Description of the task:
Copy the lines exactly. Begin at the first line of the data and stop after the line with "let strings = |kind: TableKind, max: usize|".

Dataset entries:
%%
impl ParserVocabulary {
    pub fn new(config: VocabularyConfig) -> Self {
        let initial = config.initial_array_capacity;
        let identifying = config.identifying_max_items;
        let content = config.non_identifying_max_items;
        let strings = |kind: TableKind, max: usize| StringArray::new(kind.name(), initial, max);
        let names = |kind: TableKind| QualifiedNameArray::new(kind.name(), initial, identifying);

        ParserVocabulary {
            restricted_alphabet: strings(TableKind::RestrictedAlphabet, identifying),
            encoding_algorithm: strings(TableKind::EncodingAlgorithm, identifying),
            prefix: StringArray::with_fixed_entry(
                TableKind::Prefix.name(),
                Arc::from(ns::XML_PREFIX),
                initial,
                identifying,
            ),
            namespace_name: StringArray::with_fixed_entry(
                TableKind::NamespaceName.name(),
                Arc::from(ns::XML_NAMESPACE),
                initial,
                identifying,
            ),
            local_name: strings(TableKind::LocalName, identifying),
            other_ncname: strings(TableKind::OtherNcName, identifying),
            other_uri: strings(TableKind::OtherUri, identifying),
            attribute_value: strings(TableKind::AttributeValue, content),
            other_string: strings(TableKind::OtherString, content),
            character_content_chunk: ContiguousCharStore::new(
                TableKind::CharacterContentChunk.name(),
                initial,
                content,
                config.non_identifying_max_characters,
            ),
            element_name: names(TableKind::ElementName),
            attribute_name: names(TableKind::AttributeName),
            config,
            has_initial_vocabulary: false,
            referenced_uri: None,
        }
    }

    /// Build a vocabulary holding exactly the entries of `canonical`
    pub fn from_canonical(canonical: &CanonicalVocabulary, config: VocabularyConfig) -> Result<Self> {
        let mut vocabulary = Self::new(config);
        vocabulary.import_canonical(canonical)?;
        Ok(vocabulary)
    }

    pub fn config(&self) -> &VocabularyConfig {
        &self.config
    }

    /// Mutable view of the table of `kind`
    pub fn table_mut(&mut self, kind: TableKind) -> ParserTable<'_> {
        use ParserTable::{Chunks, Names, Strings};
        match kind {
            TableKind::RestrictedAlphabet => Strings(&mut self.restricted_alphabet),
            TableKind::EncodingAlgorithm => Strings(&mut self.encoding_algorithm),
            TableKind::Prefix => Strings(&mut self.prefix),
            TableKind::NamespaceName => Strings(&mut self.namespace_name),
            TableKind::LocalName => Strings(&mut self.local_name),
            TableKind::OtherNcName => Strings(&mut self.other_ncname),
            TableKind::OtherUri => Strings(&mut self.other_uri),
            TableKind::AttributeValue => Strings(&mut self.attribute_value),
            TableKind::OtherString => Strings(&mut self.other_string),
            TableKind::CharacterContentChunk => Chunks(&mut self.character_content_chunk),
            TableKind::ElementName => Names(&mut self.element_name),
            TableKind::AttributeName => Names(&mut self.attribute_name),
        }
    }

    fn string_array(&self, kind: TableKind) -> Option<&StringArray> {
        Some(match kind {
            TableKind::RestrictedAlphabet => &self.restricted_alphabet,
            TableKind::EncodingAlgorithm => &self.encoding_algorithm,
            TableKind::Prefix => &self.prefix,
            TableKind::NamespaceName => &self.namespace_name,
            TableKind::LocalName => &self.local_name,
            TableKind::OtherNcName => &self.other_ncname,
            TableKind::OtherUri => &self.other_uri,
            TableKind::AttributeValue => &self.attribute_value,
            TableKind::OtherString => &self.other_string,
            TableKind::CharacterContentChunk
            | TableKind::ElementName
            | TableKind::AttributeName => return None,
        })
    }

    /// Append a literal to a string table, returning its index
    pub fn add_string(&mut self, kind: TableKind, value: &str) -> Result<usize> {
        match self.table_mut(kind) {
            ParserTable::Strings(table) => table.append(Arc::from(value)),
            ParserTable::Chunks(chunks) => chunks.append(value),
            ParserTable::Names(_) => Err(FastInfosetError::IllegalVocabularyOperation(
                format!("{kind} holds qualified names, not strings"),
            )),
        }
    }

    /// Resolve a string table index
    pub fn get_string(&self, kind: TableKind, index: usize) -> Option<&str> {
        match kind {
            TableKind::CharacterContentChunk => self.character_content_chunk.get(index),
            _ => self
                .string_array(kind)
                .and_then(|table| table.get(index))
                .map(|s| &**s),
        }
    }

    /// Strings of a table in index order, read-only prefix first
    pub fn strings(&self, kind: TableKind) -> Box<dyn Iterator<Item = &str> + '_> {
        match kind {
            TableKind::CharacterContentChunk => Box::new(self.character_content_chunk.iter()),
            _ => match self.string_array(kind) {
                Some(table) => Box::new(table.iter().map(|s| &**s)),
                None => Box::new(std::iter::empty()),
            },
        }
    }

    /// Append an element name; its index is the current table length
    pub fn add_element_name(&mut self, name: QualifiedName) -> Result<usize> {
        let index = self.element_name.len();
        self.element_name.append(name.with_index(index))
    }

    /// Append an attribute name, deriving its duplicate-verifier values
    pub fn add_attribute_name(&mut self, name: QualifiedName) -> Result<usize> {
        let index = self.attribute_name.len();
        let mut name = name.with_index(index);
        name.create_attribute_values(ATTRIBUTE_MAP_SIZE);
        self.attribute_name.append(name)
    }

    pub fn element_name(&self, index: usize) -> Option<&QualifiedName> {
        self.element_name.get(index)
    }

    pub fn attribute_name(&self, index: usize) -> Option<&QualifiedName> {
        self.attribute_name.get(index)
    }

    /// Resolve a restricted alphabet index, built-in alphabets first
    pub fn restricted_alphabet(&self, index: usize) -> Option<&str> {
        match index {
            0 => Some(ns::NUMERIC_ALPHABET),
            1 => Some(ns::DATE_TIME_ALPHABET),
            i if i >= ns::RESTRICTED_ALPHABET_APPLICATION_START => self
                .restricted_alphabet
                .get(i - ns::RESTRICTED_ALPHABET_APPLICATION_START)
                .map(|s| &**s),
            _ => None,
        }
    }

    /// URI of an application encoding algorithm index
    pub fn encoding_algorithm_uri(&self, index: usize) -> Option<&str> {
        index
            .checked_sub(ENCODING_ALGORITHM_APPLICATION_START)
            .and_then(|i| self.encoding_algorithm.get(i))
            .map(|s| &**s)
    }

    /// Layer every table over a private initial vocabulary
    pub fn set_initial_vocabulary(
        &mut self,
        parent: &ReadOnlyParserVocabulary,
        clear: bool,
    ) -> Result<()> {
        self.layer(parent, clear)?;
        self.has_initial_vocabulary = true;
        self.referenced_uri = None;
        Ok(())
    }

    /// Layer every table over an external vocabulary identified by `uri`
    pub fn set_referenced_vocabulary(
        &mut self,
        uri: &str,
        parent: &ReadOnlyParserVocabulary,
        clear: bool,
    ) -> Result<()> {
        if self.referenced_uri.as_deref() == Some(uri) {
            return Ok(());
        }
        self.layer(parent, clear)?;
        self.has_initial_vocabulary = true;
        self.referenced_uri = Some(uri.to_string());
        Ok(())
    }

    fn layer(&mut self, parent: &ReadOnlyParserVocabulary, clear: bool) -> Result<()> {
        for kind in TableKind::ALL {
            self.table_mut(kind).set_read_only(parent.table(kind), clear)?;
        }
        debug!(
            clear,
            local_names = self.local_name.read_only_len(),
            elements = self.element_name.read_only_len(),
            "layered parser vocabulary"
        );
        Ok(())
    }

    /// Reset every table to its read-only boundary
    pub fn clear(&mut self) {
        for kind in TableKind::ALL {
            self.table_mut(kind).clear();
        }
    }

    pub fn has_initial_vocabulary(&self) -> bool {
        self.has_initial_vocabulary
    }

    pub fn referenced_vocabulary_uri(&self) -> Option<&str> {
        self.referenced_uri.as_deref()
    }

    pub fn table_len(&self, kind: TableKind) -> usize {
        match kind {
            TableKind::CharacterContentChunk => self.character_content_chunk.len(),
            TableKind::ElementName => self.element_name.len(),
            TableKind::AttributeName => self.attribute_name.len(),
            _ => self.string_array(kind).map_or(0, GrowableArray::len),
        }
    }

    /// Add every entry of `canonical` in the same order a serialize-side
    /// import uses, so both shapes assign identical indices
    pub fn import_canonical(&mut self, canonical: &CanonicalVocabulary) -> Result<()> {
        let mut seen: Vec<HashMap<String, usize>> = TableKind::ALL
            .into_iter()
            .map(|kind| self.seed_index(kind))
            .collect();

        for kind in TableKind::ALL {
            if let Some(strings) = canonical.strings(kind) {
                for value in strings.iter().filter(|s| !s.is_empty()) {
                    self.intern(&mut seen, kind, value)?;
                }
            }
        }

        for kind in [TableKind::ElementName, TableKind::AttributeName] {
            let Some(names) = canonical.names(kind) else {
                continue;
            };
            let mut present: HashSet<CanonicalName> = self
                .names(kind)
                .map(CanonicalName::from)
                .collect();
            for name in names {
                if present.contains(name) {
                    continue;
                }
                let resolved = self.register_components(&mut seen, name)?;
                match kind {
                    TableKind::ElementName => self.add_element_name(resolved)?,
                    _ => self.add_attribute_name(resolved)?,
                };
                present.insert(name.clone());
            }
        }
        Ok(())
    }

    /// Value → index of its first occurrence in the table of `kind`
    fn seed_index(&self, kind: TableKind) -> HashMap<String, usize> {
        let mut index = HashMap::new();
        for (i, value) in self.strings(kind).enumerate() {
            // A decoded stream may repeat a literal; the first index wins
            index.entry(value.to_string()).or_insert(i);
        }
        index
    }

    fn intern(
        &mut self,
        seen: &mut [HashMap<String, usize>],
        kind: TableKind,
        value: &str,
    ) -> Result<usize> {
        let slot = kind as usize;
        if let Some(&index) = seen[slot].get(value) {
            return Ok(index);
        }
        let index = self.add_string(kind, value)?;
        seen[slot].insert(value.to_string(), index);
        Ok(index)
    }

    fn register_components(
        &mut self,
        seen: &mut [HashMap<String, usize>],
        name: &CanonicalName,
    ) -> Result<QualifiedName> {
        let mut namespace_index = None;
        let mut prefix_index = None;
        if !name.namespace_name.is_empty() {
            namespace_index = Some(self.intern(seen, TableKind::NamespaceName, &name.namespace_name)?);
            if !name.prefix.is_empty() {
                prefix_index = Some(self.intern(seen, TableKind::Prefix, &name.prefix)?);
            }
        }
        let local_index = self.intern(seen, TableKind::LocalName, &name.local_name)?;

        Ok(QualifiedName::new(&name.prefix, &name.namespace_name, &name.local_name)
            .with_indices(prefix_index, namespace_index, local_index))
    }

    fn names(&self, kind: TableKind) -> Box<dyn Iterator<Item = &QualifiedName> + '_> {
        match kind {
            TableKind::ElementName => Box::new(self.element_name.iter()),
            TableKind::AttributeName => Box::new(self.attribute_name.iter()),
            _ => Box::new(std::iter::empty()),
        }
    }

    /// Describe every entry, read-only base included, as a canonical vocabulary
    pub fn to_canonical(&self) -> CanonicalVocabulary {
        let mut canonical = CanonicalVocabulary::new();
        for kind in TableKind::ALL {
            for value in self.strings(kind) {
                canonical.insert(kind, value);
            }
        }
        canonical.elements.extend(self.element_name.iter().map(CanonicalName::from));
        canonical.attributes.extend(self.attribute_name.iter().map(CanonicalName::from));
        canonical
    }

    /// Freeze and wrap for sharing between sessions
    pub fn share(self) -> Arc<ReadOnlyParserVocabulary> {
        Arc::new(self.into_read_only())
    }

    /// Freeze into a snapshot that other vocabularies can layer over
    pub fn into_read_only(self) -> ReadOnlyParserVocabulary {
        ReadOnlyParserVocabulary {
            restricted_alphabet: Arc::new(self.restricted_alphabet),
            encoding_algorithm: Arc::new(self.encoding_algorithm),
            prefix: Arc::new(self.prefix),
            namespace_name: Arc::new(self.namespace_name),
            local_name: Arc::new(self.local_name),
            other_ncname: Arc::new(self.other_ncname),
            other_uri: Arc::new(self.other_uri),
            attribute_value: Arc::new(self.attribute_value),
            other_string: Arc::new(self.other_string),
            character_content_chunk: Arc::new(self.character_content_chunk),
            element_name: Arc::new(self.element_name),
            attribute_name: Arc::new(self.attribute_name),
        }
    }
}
%%
Exercise answer:
impl ParserVocabulary {
    pub fn new(config: VocabularyConfig) -> Self {
        let initial = config.initial_array_capacity;
        let identifying = config.identifying_max_items;
        let content = config.non_identifying_max_items;
        let strings = |kind: TableKind, max: usize| StringArray::new(kind.name(), initial, max);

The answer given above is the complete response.